QCG PaAC Open Project: Density Matrix Reconstruction

Track 1: Classical Shadows with Transformer Architecture

Project Overview

This project implements a machine learning model capable of reconstructing a quantum density matrix $\rho$ from measurement data (Classical Shadows). The model enforces strict physical constraints (Hermitian, Positive Semi-Definite, Unit Trace) using a Cholesky decomposition approach.

Repository Structure

• /src: Contains core source code for the model (model.py), data generation (data_gen.py), and training loops (train.py).
• /outputs: Stores saved model weights (model_weights.pt) and training logs.
• /docs: Detailed technical documentation and replication guides.

Performance Metrics

Final trained model | Loss: 0.0030 | Fidelity: 0.9872 | TraceDist: 0.0770 | Latency: 5.63ms Model saved to outputs/model_weights.pt.

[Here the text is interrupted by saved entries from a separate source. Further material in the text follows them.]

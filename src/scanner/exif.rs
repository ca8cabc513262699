use std::fs::File;
use std::io::BufReader;
use std::path::Path;

/// EXIFの撮影日時（DateTimeOriginal → DateTime の順）
pub fn extract_date(path: &Path) -> Option<String> {
    let file = File::open(path).ok()?;
    let mut bufreader = BufReader::new(file);
    let exif = exif::Reader::new().read_from_container(&mut bufreader).ok()?;

    [exif::Tag::DateTimeOriginal, exif::Tag::DateTime]
        .into_iter()
        .find_map(|tag| exif.get_field(tag, exif::In::PRIMARY))
        .map(|field| field.display_value().to_string())
}

#[cfg(test)]
mod tests {
    use super::*;

    #[test]
    fn test_extract_date_missing_file() {
        assert_eq!(extract_date(Path::new("/nonexistent/photo.jpg")), None);
    }

    #[test]
    fn test_extract_date_non_image() {
        let dir = tempfile::tempdir().unwrap();
        let path = dir.path().join("fake.jpg");
        std::fs::write(&path, b"not a jpeg").unwrap();
        assert_eq!(extract_date(&path), None);
    }
}
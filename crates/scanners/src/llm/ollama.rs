//! Local-inference backend speaking the Ollama HTTP API.

use crate::llm::backend::LlmBackend;
use anyhow::{Context, Result};
use async_trait::async_trait;
use serde::Deserialize;
use serde_json::json;
use std::time::Duration;
use tracing::debug;

const DEFAULT_ENDPOINT: &str = "http://localhost:11434";
const DEFAULT_MODEL: &str = "qwen3";

pub struct OllamaBackend {
    client: reqwest::Client,
    model: String,
    endpoint: String,
}

impl OllamaBackend {
    pub fn new(model: impl Into<String>, endpoint: impl Into<String>) -> Self {
        let endpoint = endpoint.into().trim_end_matches('/').to_string();
        Self {
            client: reqwest::Client::builder()
                .timeout(Duration::from_secs(120))
                .build()
                .unwrap_or_default(),
            model: model.into(),
            endpoint,
        }
    }

    pub fn from_env() -> Self {
        let model = std::env::var("OLLAMA_MODEL").unwrap_or_else(|_| DEFAULT_MODEL.to_string());
        let endpoint =
            std::env::var("OLLAMA_ENDPOINT").unwrap_or_else(|_| DEFAULT_ENDPOINT.to_string());
        Self::new(model, endpoint)
    }
}

#[async_trait]
impl LlmBackend for OllamaBackend {
    async fn generate(&self, prompt: &str, max_tokens: u32, temperature: f32) -> Result<String> {
        let url = format!("{}/api/generate", self.endpoint);
        let payload = json!({
            "model": self.model,
            "prompt": prompt,
            "stream": false,
            "options": {
                "temperature": temperature,
                "num_predict": max_tokens,
            },
        });

        debug!(model = %self.model, "sending generate request to local endpoint");
        let response = self
            .client
            .post(&url)
            .json(&payload)
            .send()
            .await
            .context("local inference request failed")?
            .error_for_status()
            .context("local inference endpoint returned an error status")?;

        let body: GenerateResponse = response
            .json()
            .await
            .context("failed to parse local inference response")?;
        Ok(body.response.unwrap_or_default().trim().to_string())
    }

    async fn is_available(&self) -> bool {
        let url = format!("{}/api/tags", self.endpoint);
        let Ok(response) = self
            .client
            .get(&url)
            .timeout(Duration::from_secs(5))
            .send()
            .await
        else {
            return false;
        };
        if !response.status().is_success() {
            return false;
        }
        let Ok(tags) = response.json::<TagsResponse>().await else {
            return false;
        };
        tags.models
            .iter()
            .any(|m| m.name.as_deref().is_some_and(|n| n.contains(&self.model)))
    }

    fn name(&self) -> &'static str {
        "ollama"
    }

    fn setup_hint(&self) -> String {
        format!(
            "Start the local inference service at {} and pull the '{}' model.",
            self.endpoint, self.model
        )
    }
}

#[derive(Debug, Deserialize)]
struct GenerateResponse {
    response: Option<String>,
}

#[derive(Debug, Default, Deserialize)]
struct TagsResponse {
    #[serde(default)]
    models: Vec<TagModel>,
}

#[derive(Debug, Deserialize)]
struct TagModel {
    name: Option<String>,
}
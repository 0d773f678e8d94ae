//! Notebook preprocessing: turns notebook-format files and exported notebook
//! scripts into plain `.py`/`.sql` files the engines can scan.
//!
//! Cell extraction is best-effort. Malformed notebooks are skipped silently,
//! and generated files carry a header comment naming the source cell rather
//! than an exact origin line (the embedded-snippet path is the one that tracks
//! precise start lines).

use serde_json::Value;
use std::fs;
use std::path::{Path, PathBuf};
use tracing::debug;

const EXPORT_MARKER: &str = "# Databricks notebook source";
const SQL_MAGIC_MARKER: &str = "# MAGIC %sql";

/// Extract Python and SQL from `.ipynb` notebooks and exported `.py` notebooks.
/// Returns the list of generated file paths under `out_dir`.
pub fn preprocess_notebooks(targets: &[PathBuf], out_dir: &Path) -> Vec<PathBuf> {
    let mut generated = Vec::new();
    for path in targets {
        let ext = path
            .extension()
            .and_then(|e| e.to_str())
            .map(|e| e.to_ascii_lowercase());
        match ext.as_deref() {
            Some("ipynb") => generated.extend(process_ipynb(path, out_dir)),
            Some("py") => {
                let head = match read_head(path, 4096) {
                    Some(head) => head,
                    None => continue,
                };
                if head.contains(EXPORT_MARKER) || head.contains(SQL_MAGIC_MARKER) {
                    generated.extend(process_exported_py(path, out_dir));
                }
            }
            _ => {}
        }
    }
    generated
}

fn process_ipynb(src_path: &Path, out_dir: &Path) -> Vec<PathBuf> {
    let mut out = Vec::new();
    let Ok(raw) = fs::read_to_string(src_path) else {
        return out;
    };
    let Ok(nb) = serde_json::from_str::<Value>(&raw) else {
        debug!(path = %src_path.display(), "skipping unparsable notebook");
        return out;
    };
    let base = stem(src_path);
    let file_name = src_path
        .file_name()
        .map(|n| n.to_string_lossy().into_owned())
        .unwrap_or_default();
    let cells = nb.get("cells").and_then(Value::as_array);
    let Some(cells) = cells else {
        return out;
    };

    for (idx, cell) in cells.iter().enumerate() {
        if cell.get("cell_type").and_then(Value::as_str) != Some("code") {
            continue;
        }
        let lines = cell_source_lines(cell);
        let code = lines.join("");
        let stripped: Vec<String> = lines
            .iter()
            .map(|l| l.trim_end_matches('\n').to_string())
            .collect();
        let first_nonempty = stripped
            .iter()
            .find(|l| !l.trim().is_empty())
            .cloned()
            .unwrap_or_default();

        if first_nonempty.trim_start().starts_with("%sql")
            || first_nonempty.trim_start().starts_with("%%sql")
        {
            // SQL is everything after the magic line.
            let start = stripped
                .iter()
                .position(|l| *l == first_nonempty)
                .unwrap_or(0);
            let sql_text = stripped[start + 1..].join("\n").trim().to_string();
            if !sql_text.is_empty() {
                let out_path = out_dir.join(format!("{base}__cell{idx:03}.sql"));
                let content = format!("-- Extracted from {file_name} cell {idx}\n{sql_text}");
                if fs::write(&out_path, content).is_ok() {
                    out.push(out_path);
                }
            }
        } else if !code.trim().is_empty() {
            let out_path = out_dir.join(format!("{base}__cell{idx:03}.py"));
            let content = format!("# Extracted from {file_name} cell {idx}\n{code}");
            if fs::write(&out_path, content).is_ok() {
                out.push(out_path);
            }
        }
    }
    out
}

fn process_exported_py(src_path: &Path, out_dir: &Path) -> Vec<PathBuf> {
    let mut out = Vec::new();
    let Ok(text) = crate::text::read_text(src_path) else {
        return out;
    };
    let lines: Vec<&str> = text.lines().collect();
    let base = stem(src_path);
    let file_name = src_path
        .file_name()
        .map(|n| n.to_string_lossy().into_owned())
        .unwrap_or_default();

    let mut i = 0;
    let mut block_idx = 0;
    while i < lines.len() {
        if lines[i].trim_start().starts_with(SQL_MAGIC_MARKER) {
            // Collect subsequent # MAGIC lines until the next # COMMAND
            // separator or a different magic type.
            let mut sql_lines: Vec<String> = Vec::new();
            i += 1;
            while i < lines.len() {
                let cur = lines[i];
                let cur_strip = cur.trim_start();
                if cur_strip.starts_with("# COMMAND") {
                    break;
                }
                if cur_strip.starts_with("# MAGIC %") && !cur_strip.starts_with(SQL_MAGIC_MARKER) {
                    break;
                }
                if cur_strip.starts_with("# MAGIC") {
                    let cleaned = cur_strip
                        .strip_prefix("# MAGIC ")
                        .or_else(|| cur_strip.strip_prefix("# MAGIC"))
                        .unwrap_or(cur_strip);
                    sql_lines.push(cleaned.to_string());
                } else {
                    sql_lines.push(cur.to_string());
                }
                i += 1;
            }
            let sql_text = sql_lines.join("\n").trim().to_string();
            if !sql_text.is_empty() {
                let out_path = out_dir.join(format!("{base}__sqlblock{block_idx:03}.sql"));
                let content = format!("-- Extracted from {file_name}\n{sql_text}");
                if fs::write(&out_path, content).is_ok() {
                    out.push(out_path);
                    block_idx += 1;
                }
            }
            continue;
        }
        i += 1;
    }
    out
}

fn cell_source_lines(cell: &Value) -> Vec<String> {
    match cell.get("source") {
        Some(Value::Array(items)) => items
            .iter()
            .filter_map(Value::as_str)
            .map(str::to_string)
            .collect(),
        Some(Value::String(s)) => s
            .split_inclusive('\n')
            .map(str::to_string)
            .collect(),
        _ => Vec::new(),
    }
}

fn read_head(path: &Path, limit: usize) -> Option<String> {
    let text = crate::text::read_text(path).ok()?;
    let mut end = limit.min(text.len());
    while end > 0 && !text.is_char_boundary(end) {
        end -= 1;
    }
    Some(text[..end].to_string())
}

fn stem(path: &Path) -> String {
    path.file_stem()
        .map(|s| s.to_string_lossy().into_owned())
        .unwrap_or_else(|| "notebook".to_string())
}

#[cfg(test)]
mod tests {
    use super::*;
    use tempfile::TempDir;

    fn write_notebook(dir: &Path, name: &str, cells: serde_json::Value) -> PathBuf {
        let nb = serde_json::json!({ "cells": cells, "nbformat": 4 });
        let path = dir.join(name);
        fs::write(&path, serde_json::to_string(&nb).unwrap()).unwrap();
        path
    }

    #[test]
    fn test_ipynb_sql_magic_cell() {
        let src = TempDir::new().unwrap();
        let out = TempDir::new().unwrap();
        let nb = write_notebook(
            src.path(),
            "etl.ipynb",
            serde_json::json!([
                {
                    "cell_type": "code",
                    "source": ["%%sql\n", "DROP TABLE events;\n", "SELECT 1;\n"]
                }
            ]),
        );

        let generated = preprocess_notebooks(&[nb], out.path());
        assert_eq!(generated.len(), 1);
        assert!(generated[0].file_name().unwrap().to_str().unwrap() == "etl__cell000.sql");
        let content = fs::read_to_string(&generated[0]).unwrap();
        assert!(content.contains("DROP TABLE events;"));
        assert!(!content.contains("%%sql"));
    }

    #[test]
    fn test_ipynb_python_cell_and_skipped_markdown() {
        let src = TempDir::new().unwrap();
        let out = TempDir::new().unwrap();
        let nb = write_notebook(
            src.path(),
            "job.ipynb",
            serde_json::json!([
                { "cell_type": "markdown", "source": ["# heading\n"] },
                { "cell_type": "code", "source": ["import os\n", "os.system('ls')\n"] }
            ]),
        );

        let generated = preprocess_notebooks(&[nb], out.path());
        assert_eq!(generated.len(), 1);
        assert!(generated[0].file_name().unwrap().to_str().unwrap() == "job__cell001.py");
        let content = fs::read_to_string(&generated[0]).unwrap();
        assert!(content.contains("os.system('ls')"));
    }

    #[test]
    fn test_malformed_notebook_skipped_silently() {
        let src = TempDir::new().unwrap();
        let out = TempDir::new().unwrap();
        let path = src.path().join("broken.ipynb");
        fs::write(&path, "{ not json").unwrap();

        let generated = preprocess_notebooks(&[path], out.path());
        assert!(generated.is_empty());
    }

    #[test]
    fn test_exported_py_sql_blocks() {
        let src = TempDir::new().unwrap();
        let out = TempDir::new().unwrap();
        let path = src.path().join("pipeline.py");
        let text = concat!(
            "# Databricks notebook source\n",
            "print('setup')\n",
            "# COMMAND ----------\n",
            "# MAGIC %sql\n",
            "# MAGIC GRANT ALL ON db.* TO 'svc';\n",
            "# MAGIC SELECT 1;\n",
            "# COMMAND ----------\n",
            "# MAGIC %sql\n",
            "# MAGIC DELETE FROM t;\n",
        );
        fs::write(&path, text).unwrap();

        let generated = preprocess_notebooks(&[path], out.path());
        assert_eq!(generated.len(), 2);
        let first = fs::read_to_string(&generated[0]).unwrap();
        assert!(first.contains("GRANT ALL ON db.* TO 'svc';"));
        assert!(first.contains("SELECT 1;"));
        let second = fs::read_to_string(&generated[1]).unwrap();
        assert!(second.contains("DELETE FROM t;"));
    }

    #[test]
    fn test_plain_py_without_markers_ignored() {
        let src = TempDir::new().unwrap();
        let out = TempDir::new().unwrap();
        let path = src.path().join("app.py");
        fs::write(&path, "import os\nprint('hello')\n").unwrap();

        let generated = preprocess_notebooks(&[path], out.path());
        assert!(generated.is_empty());
    }
}
//! Prompt templates and response sentinels for the semantic-review engine.
//!
//! Two prompting strategies exist, selected per file by whether stage-1
//! engines already reported on it. The gap-filling prompt asks for a full
//! review; the enrichment prompt lists the known findings and asks only for
//! issues they miss, so inference time goes to gaps instead of re-deriving
//! pattern-detectable problems.

use crate::core::Finding;

/// Response sentinel for a clean full review.
pub const NO_ISSUES_SENTINEL: &str = "NO_SECURITY_ISSUES_FOUND";

/// Response sentinel for an enrichment review that found nothing new.
pub const NO_ADDITIONAL_ISSUES_SENTINEL: &str = "NO_ADDITIONAL_ISSUES_FOUND";

/// Delimiter between vulnerability blocks in a review response.
pub const BLOCK_DELIMITER: &str = "---";

const RESPONSE_FORMAT: &str = "\
For each vulnerability found, respond in this EXACT format:

VULNERABILITY: <brief title>
SEVERITY: <CRITICAL|HIGH|MEDIUM|LOW>
LINE: <line number>
DESCRIPTION: <detailed explanation>
RECOMMENDATION: <how to fix>
---";

pub fn gap_filling_prompt(code: &str) -> String {
    format!(
        "You are a security expert reviewing code for vulnerabilities. Analyze the code below \
and identify ALL security issues, even if they appear to be in test files or have explanatory \
comments.

**CRITICAL VULNERABILITIES TO DETECT:**
1. **eval() or exec()**: Arbitrary code execution
2. **pickle.load()**: Unsafe deserialization
3. **os.system()**: Shell command injection
4. **subprocess with shell=True**: Command injection
5. **SQL string concatenation/f-strings**: SQL injection
6. **requests with verify=False**: Disabled SSL verification
7. **yaml.load() without SafeLoader**: Code execution via YAML
8. **Hardcoded secrets**: API keys, passwords, tokens in code
9. **Prompt Injection**: Unsanitized user input in LLM prompts
10. **Authentication Issues**: Missing or weak authentication
11. **Input Validation**: Missing validation on user inputs

**INSTRUCTIONS:**
- Report EVERY dangerous function call
- Report SQL queries using string concatenation
- Report hardcoded credentials and API keys
- Ignore comments - analyze the actual code
- Even if it's a test file, report all vulnerabilities

{RESPONSE_FORMAT}

If NO vulnerabilities found, respond with exactly: \"{NO_ISSUES_SENTINEL}\"

Code to review:
```
{code}
```

Your security analysis:"
    )
}

pub fn enrichment_prompt(code: &str, existing: &[&Finding]) -> String {
    let known: String = existing
        .iter()
        .map(|f| {
            format!(
                "- line {}: [{}] {} — {}\n",
                f.position.line,
                f.severity.to_string().to_uppercase(),
                f.rule_id,
                f.message
            )
        })
        .collect();

    format!(
        "You are a security expert reviewing code for vulnerabilities. Pattern-based tools have \
already analyzed this file and reported the issues listed below. Do NOT repeat them. Report ONLY \
new issues those tools missed: business-logic flaws, authentication gaps, injection paths the \
patterns cannot see, or insecure data handling.

**ALREADY REPORTED (do not repeat):**
{known}
{RESPONSE_FORMAT}

If NO additional issues exist beyond those already reported, respond with exactly: \
\"{NO_ADDITIONAL_ISSUES_SENTINEL}\"

Code to review:
```
{code}
```

Your security analysis:"
    )
}
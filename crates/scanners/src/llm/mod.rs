//! LLM backend infrastructure for the semantic-review engine.
//!
//! The backend abstraction switches between a local inference endpoint and a
//! managed serving endpoint without the review engine knowing which is in
//! use. Selection happens once, from the environment, at pipeline start.

pub mod backend;
pub mod mock;
pub mod ollama;
pub mod prompts;
pub mod serving;

pub use backend::LlmBackend;
pub use mock::MockBackend;
pub use ollama::OllamaBackend;
pub use serving::ServingBackend;

use std::sync::Arc;

/// Pick a backend from the environment: a fully configured serving endpoint
/// wins, otherwise the local inference endpoint (which may still turn out to
/// be unreachable; the review engine probes availability before use).
pub fn default_backend() -> Arc<dyn LlmBackend> {
    if std::env::var(serving::ENV_HOST).is_ok() && std::env::var(serving::ENV_TOKEN).is_ok() {
        if let Ok(backend) = ServingBackend::from_env() {
            return Arc::new(backend);
        }
    }
    Arc::new(OllamaBackend::from_env())
}
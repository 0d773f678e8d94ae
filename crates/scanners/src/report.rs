//! Report rendering: one ordered finding sequence, three encodings.
//!
//! Order is preserved exactly as the pipeline produced it in all three
//! formats; nothing here sorts by severity.

use crate::core::{Finding, Severity};
use anyhow::Result;
use serde_json::json;
use std::collections::BTreeMap;

#[derive(Debug, Clone, Copy, PartialEq, Eq)]
pub enum ReportFormat {
    Markdown,
    Json,
    Sarif,
}

impl ReportFormat {
    pub fn file_extension(&self) -> &'static str {
        match self {
            Self::Markdown => ".md",
            Self::Json => ".json",
            Self::Sarif => ".sarif",
        }
    }
}

pub fn render(findings: &[Finding], format: ReportFormat) -> Result<String> {
    match format {
        ReportFormat::Markdown => Ok(to_markdown(findings)),
        ReportFormat::Json => to_json(findings),
        ReportFormat::Sarif => to_sarif(findings),
    }
}

#[derive(Debug, Default, PartialEq, Eq)]
pub struct SummaryCounts {
    pub total: usize,
    pub critical: usize,
    pub high: usize,
    pub medium: usize,
    pub low: usize,
}

pub fn summarize(findings: &[Finding]) -> SummaryCounts {
    let mut counts = SummaryCounts::default();
    for finding in findings {
        counts.total += 1;
        match finding.severity {
            Severity::Critical => counts.critical += 1,
            Severity::High => counts.high += 1,
            Severity::Medium => counts.medium += 1,
            Severity::Low => counts.low += 1,
        }
    }
    counts
}

/// Highest severity present, `None` for an empty set.
pub fn worst_severity(findings: &[Finding]) -> Option<Severity> {
    findings.iter().map(|f| f.severity).max()
}

/// Exit-code policy: does the worst finding reach the configured threshold?
pub fn exceeds_threshold(findings: &[Finding], threshold: Severity) -> bool {
    worst_severity(findings).is_some_and(|worst| worst.rank() >= threshold.rank())
}

pub fn to_markdown(findings: &[Finding]) -> String {
    if findings.is_empty() {
        return "✅ No issues found.".to_string();
    }
    let counts = summarize(findings);
    let mut lines = vec!["# Dragnet Report".to_string(), String::new()];

    let mut summary_parts = vec![format!("Total: {}", counts.total)];
    for (label, count) in [
        ("Critical", counts.critical),
        ("High", counts.high),
        ("Medium", counts.medium),
        ("Low", counts.low),
    ] {
        if count > 0 {
            summary_parts.push(format!("{label}: {count}"));
        }
    }
    lines.push(format!("**Summary:** {}", summary_parts.join(", ")));
    lines.push(String::new());

    for (idx, f) in findings.iter().enumerate() {
        lines.push(format!(
            "## {}. [{}] {} — {}:{}",
            idx + 1,
            f.severity.to_string().to_uppercase(),
            f.rule_id,
            f.path,
            f.position.line
        ));
        lines.push(format!("{}\n", f.message));
        if let Some(snippet) = &f.snippet {
            lines.push(format!("```\n{snippet}\n```"));
        }
        if let Some(recommendation) = &f.recommendation {
            lines.push(format!("**Fix:** {recommendation}"));
        }
        lines.push(String::new());
    }
    lines.join("\n")
}

pub fn to_json(findings: &[Finding]) -> Result<String> {
    Ok(serde_json::to_string_pretty(findings)?)
}

pub fn to_sarif(findings: &[Finding]) -> Result<String> {
    // Rules dictionary keyed by first-seen rule_id.
    let mut rules: BTreeMap<String, serde_json::Value> = BTreeMap::new();
    let mut rule_order: Vec<String> = Vec::new();
    let mut results = Vec::with_capacity(findings.len());

    for f in findings {
        if !rules.contains_key(&f.rule_id) {
            rules.insert(
                f.rule_id.clone(),
                json!({
                    "id": f.rule_id,
                    "shortDescription": { "text": truncate(&f.message, 80) },
                }),
            );
            rule_order.push(f.rule_id.clone());
        }
        results.push(json!({
            "ruleId": f.rule_id,
            "level": f.severity.sarif_level(),
            "message": { "text": f.message },
            "locations": [
                {
                    "physicalLocation": {
                        "artifactLocation": { "uri": f.path },
                        "region": { "startLine": f.position.line },
                    }
                }
            ],
        }));
    }

    let ordered_rules: Vec<&serde_json::Value> =
        rule_order.iter().filter_map(|id| rules.get(id)).collect();

    let sarif = json!({
        "$schema": "https://json.schemastore.org/sarif-2.1.0.json",
        "version": "2.1.0",
        "runs": [
            {
                "tool": { "driver": { "name": "Dragnet", "rules": ordered_rules } },
                "results": results,
            }
        ],
    });
    Ok(serde_json::to_string_pretty(&sarif)?)
}

fn truncate(s: &str, max_len: usize) -> String {
    if s.len() <= max_len {
        return s.to_string();
    }
    let mut end = max_len;
    while end > 0 && !s.is_char_boundary(end) {
        end -= 1;
    }
    s[..end].to_string()
}

#[cfg(test)]
mod tests {
    use super::*;
    use crate::core::Position;

    fn sample() -> Vec<Finding> {
        vec![
            Finding::new(
                "SQL_STRICT_GRANT_ALL",
                Severity::High,
                "Broad GRANT ALL detected.",
                "db/perm.sql",
                Position::new(4, 1),
            )
            .with_snippet(Some("-->     4: GRANT ALL".to_string()))
            .with_recommendation("Use least-privilege GRANTs on specific objects."),
            Finding::new(
                "SHELLCHECK:SC2086",
                Severity::Medium,
                "Double quote to prevent globbing.",
                "run.sh",
                Position::new(2, 1),
            ),
            Finding::new(
                "SQL_STRICT_GRANT_ALL",
                Severity::High,
                "Broad GRANT ALL detected.",
                "db/other.sql",
                Position::new(9, 1),
            ),
        ]
    }

    #[test]
    fn test_markdown_empty_sentinel() {
        assert_eq!(to_markdown(&[]), "✅ No issues found.");
    }

    #[test]
    fn test_markdown_structure() {
        let md = to_markdown(&sample());
        assert!(md.contains("**Summary:** Total: 3, High: 2, Medium: 1"));
        assert!(md.contains("## 1. [HIGH] SQL_STRICT_GRANT_ALL — db/perm.sql:4"));
        assert!(md.contains("```\n-->     4: GRANT ALL\n```"));
        assert!(md.contains("**Fix:** Use least-privilege GRANTs"));
        // Order preserved: shellcheck finding comes second.
        let first = md.find("SQL_STRICT_GRANT_ALL").unwrap();
        let second = md.find("SHELLCHECK:SC2086").unwrap();
        assert!(first < second);
    }

    #[test]
    fn test_json_roundtrip_preserves_order_and_fields() {
        let findings = sample();
        let raw = to_json(&findings).unwrap();
        let back: Vec<Finding> = serde_json::from_str(&raw).unwrap();
        assert_eq!(back, findings);
    }

    #[test]
    fn test_sarif_rules_and_levels() {
        let raw = to_sarif(&sample()).unwrap();
        let value: serde_json::Value = serde_json::from_str(&raw).unwrap();

        let rules = value["runs"][0]["tool"]["driver"]["rules"].as_array().unwrap();
        // Duplicate rule_ids collapse to the first-seen entry.
        assert_eq!(rules.len(), 2);
        assert_eq!(rules[0]["id"], "SQL_STRICT_GRANT_ALL");

        let results = value["runs"][0]["results"].as_array().unwrap();
        assert_eq!(results.len(), 3);
        assert_eq!(results[0]["level"], "error");
        assert_eq!(results[1]["level"], "warning");
        assert_eq!(
            results[0]["locations"][0]["physicalLocation"]["region"]["startLine"],
            4
        );
        assert_eq!(
            results[0]["locations"][0]["physicalLocation"]["artifactLocation"]["uri"],
            "db/perm.sql"
        );
    }

    #[test]
    fn test_sarif_level_mapping_for_all_severities() {
        let findings: Vec<Finding> = [
            (Severity::Low, "note"),
            (Severity::Medium, "warning"),
            (Severity::High, "error"),
            (Severity::Critical, "error"),
        ]
        .iter()
        .enumerate()
        .map(|(i, (sev, _))| {
            Finding::new(format!("R{i}"), *sev, "m", "p", Position::default())
        })
        .collect();
        let raw = to_sarif(&findings).unwrap();
        let value: serde_json::Value = serde_json::from_str(&raw).unwrap();
        let results = value["runs"][0]["results"].as_array().unwrap();
        assert_eq!(results[0]["level"], "note");
        assert_eq!(results[1]["level"], "warning");
        assert_eq!(results[2]["level"], "error");
        assert_eq!(results[3]["level"], "error");
    }

    #[test]
    fn test_rule_description_truncated_to_80() {
        let long = "x".repeat(200);
        let findings = vec![Finding::new(
            "RULE",
            Severity::Low,
            long,
            "p",
            Position::default(),
        )];
        let raw = to_sarif(&findings).unwrap();
        let value: serde_json::Value = serde_json::from_str(&raw).unwrap();
        let desc = value["runs"][0]["tool"]["driver"]["rules"][0]["shortDescription"]["text"]
            .as_str()
            .unwrap();
        assert_eq!(desc.len(), 80);
    }

    #[test]
    fn test_threshold_monotonicity() {
        let findings = sample();
        // Worst severity is High.
        assert_eq!(worst_severity(&findings), Some(Severity::High));
        assert!(exceeds_threshold(&findings, Severity::Low));
        assert!(exceeds_threshold(&findings, Severity::Medium));
        assert!(exceeds_threshold(&findings, Severity::High));
        assert!(!exceeds_threshold(&findings, Severity::Critical));
        // Raising the threshold can only turn triggers off, never on.
        let thresholds = [
            Severity::Low,
            Severity::Medium,
            Severity::High,
            Severity::Critical,
        ];
        let trigger: Vec<bool> = thresholds
            .iter()
            .map(|t| exceeds_threshold(&findings, *t))
            .collect();
        for pair in trigger.windows(2) {
            assert!(pair[0] >= pair[1]);
        }
    }

    #[test]
    fn test_empty_set_never_exceeds() {
        assert_eq!(worst_severity(&[]), None);
        assert!(!exceeds_threshold(&[], Severity::Low));
    }
}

View metrics there

AI Attribution Policy

In compliance with the QCG PaAC Open Project guidelines:

• Tools Used: Google Gemini (https://gemini.google.com/share/82a098e65b9e)
• Usage:
  • Generated PyTorch boilerplate for the ShadowReconstructor class.
  • Debugged tensor shape mismatches in Cholesky decomposition.
• Verification:
  • Math verified against standard quantum mechanics textbooks ($\rho = LL^{\dagger}$).
  • Fidelity metric cross-referenced with standard library implementations.
  • Final results say it all. A Fidelity of 98.72% is considered really good in QST. A trace distance value of 0.077 is very low, corroborating the high fidelity score. The loss drops rapidly from 0.0817 to 0.0030 and stabilizes suggesting that the model has finished learning. A latency of 5-6 milliseconds is very fast, showing that the model can quickly recognize the states now.